Revised April 13, 2005.
Accepted for publication April 13, 2005.

Modulation of peroxisome proliferator-activated receptor {delta} activity affect NCAM and ST8Sia lV (PST1) induction by teratogenic VPA-analogues in F9 cell differentiation

Alfonso Lampen 1*, Paul A. Grimaldi 2, Heinz Nau 3

1 Institut fur Lebensmitteltoxikologie, Stiftung Tierarztliche Hochschule Hannover, Germany 2 Inserm U636, Centre de Biochimie, University of Nice-Sophia Antipolis, France 3 Institut fur Lebensmitteltoxikologie

* Address correspondence to: E-mail: alfonso.lampen{at}tiho-hannover.de

Abstract

It has been suggested that the teratogenic effects of the antiepilepitic drug valproic acid (VPA) is reflected in vitro by the differentiation of F9 cells, activation of peroxisome proliferator-activated receptor {delta} (PPAR{delta}), and inhibition of histone deacetylases (HDAC). The aim of this study was to identify genes involved in the differentiation of F9 cells induced by VPA, teratogenic VPA-derivatives, or the HDAC inhibitor trichostatin A (TSA) and to characterize the role of PPAR{delta}. Treatment of the cells with teratogenic VPA-derivatives or TSA induced differentiation of F9 cells, mRNA and protein expression of the neural cell adhesion molecule (NCAM) as well as activated the 5' flanking region of the NCAM promoter whereas non-teratogenic VPA-derivatives had no effect at all.
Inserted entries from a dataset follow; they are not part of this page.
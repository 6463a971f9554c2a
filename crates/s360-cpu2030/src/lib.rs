//! The Model 2030 CPU core: store, local store, PSW, decimal/float data-path
//! helpers, instruction decode, and the micro-engine that drives them.

pub mod decimal;
pub mod engine;
pub mod float;
pub mod local_store;
pub mod psw;
pub mod ros;
pub mod store;

pub use engine::{MicroEngine, StepOutcome};
pub use local_store::LocalStore;
pub use psw::Psw;
pub use store::{MachineCheck, ProgramCheck, Store};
The polysialyltransferases (ST8SiaIV [PST1], ST8SiaII) are responsible for the addition of polysialyic acid (PSA) to NCAM. The mRNA expression of PST1 was highly induced by only teratogenic VPA-derivatives and TSA. As shown by FACS analysis the level of PSA was higher after treatment of F9 cells with teratogenic VPA-derivatives. Interestingly, overexpression of the PPAR{delta} but not PPAR{alpha} or PPAR{gamma} in F9 cells resulted in higher induction of NCAM mRNA and protein expression and of PST1 mRNA expression (and a higher PSA level) than mock-transfected F9 cells. Furthermore, repression of PPAR{delta} activity in F9 cells inhibited these effects. We conclude that NCAM and PST1 are molecular markers in F9 cell differentiation caused by treatment with teratogenic VPA-compounds or TSA and suggest that in addition to HDAC inhibition PPARd is involved in the signalling pathway.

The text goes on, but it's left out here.